TO DO — Copy exactly the lines from the first line of the records below through the line containing "impl<P> SpotifyAccessory<P>", including both, and nothing else.

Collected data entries
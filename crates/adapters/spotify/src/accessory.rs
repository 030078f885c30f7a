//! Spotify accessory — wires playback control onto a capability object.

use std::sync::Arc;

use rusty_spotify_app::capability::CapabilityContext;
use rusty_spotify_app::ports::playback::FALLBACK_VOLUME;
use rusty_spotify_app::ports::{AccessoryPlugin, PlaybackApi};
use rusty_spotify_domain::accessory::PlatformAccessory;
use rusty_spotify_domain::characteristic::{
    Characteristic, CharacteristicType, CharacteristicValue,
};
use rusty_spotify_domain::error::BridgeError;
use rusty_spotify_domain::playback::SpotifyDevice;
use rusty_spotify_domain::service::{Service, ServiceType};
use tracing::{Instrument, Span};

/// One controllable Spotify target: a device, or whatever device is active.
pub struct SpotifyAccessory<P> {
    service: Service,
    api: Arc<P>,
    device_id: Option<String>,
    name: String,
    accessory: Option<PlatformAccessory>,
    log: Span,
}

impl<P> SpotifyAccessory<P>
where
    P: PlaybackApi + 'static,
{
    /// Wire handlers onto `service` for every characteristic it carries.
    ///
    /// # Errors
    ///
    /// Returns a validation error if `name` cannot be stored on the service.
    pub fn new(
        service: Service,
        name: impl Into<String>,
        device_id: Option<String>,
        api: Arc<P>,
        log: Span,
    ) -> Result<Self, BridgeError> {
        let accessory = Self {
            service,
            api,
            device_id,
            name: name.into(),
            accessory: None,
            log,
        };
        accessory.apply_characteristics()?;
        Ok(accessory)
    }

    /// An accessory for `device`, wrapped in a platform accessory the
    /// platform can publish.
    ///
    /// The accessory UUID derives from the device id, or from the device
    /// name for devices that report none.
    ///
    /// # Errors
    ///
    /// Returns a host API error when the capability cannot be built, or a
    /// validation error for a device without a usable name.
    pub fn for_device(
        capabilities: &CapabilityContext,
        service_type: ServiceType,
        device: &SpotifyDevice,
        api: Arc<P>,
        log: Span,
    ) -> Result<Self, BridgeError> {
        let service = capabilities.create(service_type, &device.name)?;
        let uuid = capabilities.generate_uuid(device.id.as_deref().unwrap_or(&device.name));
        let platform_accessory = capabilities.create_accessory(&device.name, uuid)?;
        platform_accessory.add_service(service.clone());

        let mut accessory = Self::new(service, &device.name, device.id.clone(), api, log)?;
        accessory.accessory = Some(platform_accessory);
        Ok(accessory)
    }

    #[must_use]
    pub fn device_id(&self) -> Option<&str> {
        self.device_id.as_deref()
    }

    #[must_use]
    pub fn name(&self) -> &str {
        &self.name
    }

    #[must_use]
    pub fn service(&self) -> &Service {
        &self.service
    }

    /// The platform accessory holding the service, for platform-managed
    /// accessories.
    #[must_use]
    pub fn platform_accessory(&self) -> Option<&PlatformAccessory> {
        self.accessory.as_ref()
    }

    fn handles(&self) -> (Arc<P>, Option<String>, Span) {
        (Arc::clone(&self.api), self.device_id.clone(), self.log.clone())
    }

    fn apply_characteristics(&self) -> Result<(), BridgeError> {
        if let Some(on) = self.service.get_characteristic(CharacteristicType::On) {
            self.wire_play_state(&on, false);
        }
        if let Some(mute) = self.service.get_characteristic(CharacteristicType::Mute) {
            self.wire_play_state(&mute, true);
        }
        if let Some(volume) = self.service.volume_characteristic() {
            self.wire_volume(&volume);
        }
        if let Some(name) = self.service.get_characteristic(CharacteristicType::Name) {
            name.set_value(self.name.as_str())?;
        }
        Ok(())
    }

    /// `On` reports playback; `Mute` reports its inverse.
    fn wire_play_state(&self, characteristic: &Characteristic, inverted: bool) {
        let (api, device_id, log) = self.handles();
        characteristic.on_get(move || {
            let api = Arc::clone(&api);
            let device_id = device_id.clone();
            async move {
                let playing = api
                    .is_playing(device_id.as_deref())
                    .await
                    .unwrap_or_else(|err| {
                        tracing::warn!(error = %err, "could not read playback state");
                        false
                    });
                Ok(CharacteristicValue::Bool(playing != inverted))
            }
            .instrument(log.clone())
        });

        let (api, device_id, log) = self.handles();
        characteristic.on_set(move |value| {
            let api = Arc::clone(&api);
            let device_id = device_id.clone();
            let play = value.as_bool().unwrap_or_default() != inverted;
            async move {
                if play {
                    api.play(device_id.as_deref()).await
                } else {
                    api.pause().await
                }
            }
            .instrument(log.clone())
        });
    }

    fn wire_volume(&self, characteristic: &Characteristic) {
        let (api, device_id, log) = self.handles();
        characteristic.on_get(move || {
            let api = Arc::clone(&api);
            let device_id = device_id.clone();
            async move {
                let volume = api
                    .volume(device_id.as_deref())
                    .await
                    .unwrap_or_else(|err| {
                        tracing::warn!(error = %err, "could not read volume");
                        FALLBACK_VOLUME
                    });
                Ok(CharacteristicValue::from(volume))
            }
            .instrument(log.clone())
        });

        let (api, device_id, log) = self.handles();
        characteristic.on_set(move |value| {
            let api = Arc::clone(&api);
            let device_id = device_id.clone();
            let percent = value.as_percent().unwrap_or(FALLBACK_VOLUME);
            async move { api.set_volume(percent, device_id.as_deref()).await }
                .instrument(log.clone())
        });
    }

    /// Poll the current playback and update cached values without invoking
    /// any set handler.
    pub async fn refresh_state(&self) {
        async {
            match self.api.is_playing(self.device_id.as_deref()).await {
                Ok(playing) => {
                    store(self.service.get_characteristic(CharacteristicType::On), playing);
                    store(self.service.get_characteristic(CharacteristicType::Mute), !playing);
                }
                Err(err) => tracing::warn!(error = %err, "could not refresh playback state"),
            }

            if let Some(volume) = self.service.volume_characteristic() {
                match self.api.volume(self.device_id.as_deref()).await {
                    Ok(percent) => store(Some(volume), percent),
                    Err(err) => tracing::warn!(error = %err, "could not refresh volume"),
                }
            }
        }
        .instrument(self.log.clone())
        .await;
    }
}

RESULT OF THIS EXERCISE —
filename crates/adapters/spotify/src/accessory.rs
repository 030078f885c30f7a
//! Spotify accessory — wires playback control onto a capability object.

use std::sync::Arc;

use rusty_spotify_app::capability::CapabilityContext;
use rusty_spotify_app::ports::playback::FALLBACK_VOLUME;
use rusty_spotify_app::ports::{AccessoryPlugin, PlaybackApi};
use rusty_spotify_domain::accessory::PlatformAccessory;
use rusty_spotify_domain::characteristic::{
    Characteristic, CharacteristicType, CharacteristicValue,
};
use rusty_spotify_domain::error::BridgeError;
use rusty_spotify_domain::playback::SpotifyDevice;
use rusty_spotify_domain::service::{Service, ServiceType};
use tracing::{Instrument, Span};

/// One controllable Spotify target: a device, or whatever device is active.
pub struct SpotifyAccessory<P> {
    service: Service,
    api: Arc<P>,
    device_id: Option<String>,
    name: String,
    accessory: Option<PlatformAccessory>,
    log: Span,
}

impl<P> SpotifyAccessory<P>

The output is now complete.